(Stored data entries)
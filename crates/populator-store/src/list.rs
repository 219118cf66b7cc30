//! Append-only record sequence used as the Array-mode target.

use std::fmt;

use populator_arena::{Arena, ArenaError, Block};

/// Ordered list of raw records, each copied into an arena block.
pub struct RecordList {
    records: Vec<Block>,
    arena: Arena,
}

impl RecordList {
    /// Create an empty list drawing from `arena`.
    pub fn new(arena: Arena) -> Self {
        Self {
            records: Vec::new(),
            arena,
        }
    }

    /// Append a copy of `record`.
    pub fn push(&mut self, record: &[u8]) -> Result<(), ArenaError> {
        let block = self.arena.duplicate(record)?;
        self.records
            .try_reserve(1)
            .map_err(|_| ArenaError::AllocationFailed {
                requested: std::mem::size_of::<Block>(),
            })?;
        self.records.push(block);
        Ok(())
    }

    /// Record at `index`.
    pub fn get(&self, index: usize) -> Option<&[u8]> {
        self.records.get(index).map(Block::as_bytes)
    }

    /// Number of records.
    pub fn len(&self) -> usize {
        self.records.len()
    }

    /// Whether the list is empty.
    pub fn is_empty(&self) -> bool {
        self.records.is_empty()
    }

    /// Records in append order.
    pub fn iter(&self) -> impl Iterator<Item = &[u8]> {
        self.records.iter().map(Block::as_bytes)
    }

    /// Drop every record.
    pub fn clear(&mut self) {
        self.records.clear();
    }
}

impl fmt::Debug for RecordList {
    fn fmt(&self, f: &mut fmt::Formatter<'_>) -> fmt::Result {
        f.debug_list()
            .entries(self.iter().map(String::from_utf8_lossy))
            .finish()
    }
}
//! Target-name resolution.
//!
//! [`StoreRegistry`] turns a job's target name into a store handle,
//! creating a fresh global container on first reference and refusing
//! bindings that are out of scope or of the wrong kind.

use std::fmt;
use std::sync::{Arc, Mutex};

use populator_arena::Arena;
use populator_core::Flags;

use crate::binding::{
    Binding, BindingValue, HostBindings, ScalarCell, SharedList, SharedStore,
};
use crate::error::RegistryError;
use crate::list::RecordList;
use crate::table::KvStore;

/// Checks applied while resolving a target.
#[derive(Clone, Copy, Debug, Default, PartialEq, Eq)]
pub struct ResolvePolicy {
    /// Reject an existing binding that is not at global scope.
    pub only_global: bool,
    /// Do not log resolution failures.
    pub silent: bool,
}

impl From<Flags> for ResolvePolicy {
    fn from(flags: Flags) -> Self {
        Self {
            only_global: flags.only_global,
            silent: flags.silent,
        }
    }
}

/// Container kind a job writes into.
#[derive(Clone, Copy, Debug, PartialEq, Eq)]
pub enum TargetKind {
    /// Key/value store.
    Map,
    /// Record list.
    Array,
}

/// A resolved container handle.
#[derive(Clone)]
pub enum Target {
    /// Key/value store.
    Map(SharedStore),
    /// Record list.
    Array(SharedList),
}

impl Target {
    /// Whether both handles refer to the same container.
    pub fn ptr_eq(&self, other: &Target) -> bool {
        match (self, other) {
            (Self::Map(a), Self::Map(b)) => Arc::ptr_eq(a, b),
            (Self::Array(a), Self::Array(b)) => Arc::ptr_eq(a, b),
            _ => false,
        }
    }

    /// The container kind.
    pub fn kind(&self) -> TargetKind {
        match self {
            Self::Map(_) => TargetKind::Map,
            Self::Array(_) => TargetKind::Array,
        }
    }
}

impl fmt::Debug for Target {
    fn fmt(&self, f: &mut fmt::Formatter<'_>) -> fmt::Result {
        write!(f, "Target::{:?}", self.kind())
    }
}

/// Resolves target names against the host namespace.
pub struct StoreRegistry {
    bindings: Arc<dyn HostBindings>,
    arena: Arena,
}

impl StoreRegistry {
    /// Create a registry over `bindings`; new stores draw from `arena`.
    pub fn new(bindings: Arc<dyn HostBindings>, arena: Arena) -> Self {
        Self { bindings, arena }
    }

    /// The host namespace.
    pub fn bindings(&self) -> &Arc<dyn HostBindings> {
        &self.bindings
    }

    /// The arena new stores draw from.
    pub fn arena(&self) -> &Arena {
        &self.arena
    }

    /// Resolve `name` to a container of `kind`.
    ///
    /// 1. Unbound: a fresh container is created and bound at global scope.
    /// 2. Bound below global scope with `only_global` set: `ScopeConflict`.
    /// 3. Bound to a different kind: `KindConflict`.
    /// 4. Otherwise the existing container is returned unchanged, so
    ///    resolving the same live name twice yields the same handle.
    pub fn resolve_target(
        &self,
        name: &str,
        kind: TargetKind,
        policy: ResolvePolicy,
    ) -> Result<Target, RegistryError> {
        let result = self.resolve_inner(name, kind, policy);
        if let Err(err) = &result {
            if !policy.silent {
                tracing::warn!(target_name = name, %err, "cannot resolve ingestion target");
            }
        }
        result
    }

    /// Resolve `name` to a key/value store with the default policy.
    pub fn get_or_create(&self, name: &str) -> Result<SharedStore, RegistryError> {
        match self.resolve_target(name, TargetKind::Map, ResolvePolicy::default())? {
            Target::Map(store) => Ok(store),
            Target::Array(_) => unreachable!("map resolution returned an array"),
        }
    }

    /// The pre-existing scalar bound to `name`, if any. Never creates one.
    pub fn scalar(&self, name: &str) -> Option<ScalarCell> {
        match self.bindings.lookup(name)?.value {
            BindingValue::Scalar(cell) => Some(cell),
            _ => None,
        }
    }

    fn resolve_inner(
        &self,
        name: &str,
        kind: TargetKind,
        policy: ResolvePolicy,
    ) -> Result<Target, RegistryError> {
        let binding = match self.bindings.lookup(name) {
            Some(binding) => binding,
            None => {
                let value = self.create(kind)?;
                tracing::debug!(target_name = name, ?kind, "created ingestion target");
                self.bindings.install(name, value)
            }
        };
        check(name, binding, kind, policy)
    }

    fn create(&self, kind: TargetKind) -> Result<BindingValue, RegistryError> {
        Ok(match kind {
            TargetKind::Map => {
                let store = KvStore::with_default_size(self.arena.clone())?;
                BindingValue::Map(Arc::new(Mutex::new(store)))
            }
            TargetKind::Array => {
                BindingValue::Array(Arc::new(Mutex::new(RecordList::new(self.arena.clone()))))
            }
        })
    }
}

impl fmt::Debug for StoreRegistry {
    fn fmt(&self, f: &mut fmt::Formatter<'_>) -> fmt::Result {
        f.debug_struct("StoreRegistry")
            .field("arena", &self.arena)
            .finish_non_exhaustive()
    }
}

fn check(
    name: &str,
    binding: Binding,
    kind: TargetKind,
    policy: ResolvePolicy,
) -> Result<Target, RegistryError> {
    if policy.only_global && !binding.level.is_global() {
        return Err(RegistryError::ScopeConflict {
            name: name.to_owned(),
            level: binding.level,
        });
    }
    match (kind, binding.value) {
        (TargetKind::Map, BindingValue::Map(store)) => Ok(Target::Map(store)),
        (TargetKind::Array, BindingValue::Array(list)) => Ok(Target::Array(list)),
        (_, other) => Err(RegistryError::KindConflict {
            name: name.to_owned(),
            found: other.kind(),
        }),
    }
}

■ Work to complete
Return all lines of the data in which the string "HostBindings" appears.

■ Written answer
    Binding, BindingValue, HostBindings, ScalarCell, SharedList, SharedStore,
    bindings: Arc<dyn HostBindings>,
    pub fn new(bindings: Arc<dyn HostBindings>, arena: Arena) -> Self {
    pub fn bindings(&self) -> &Arc<dyn HostBindings> {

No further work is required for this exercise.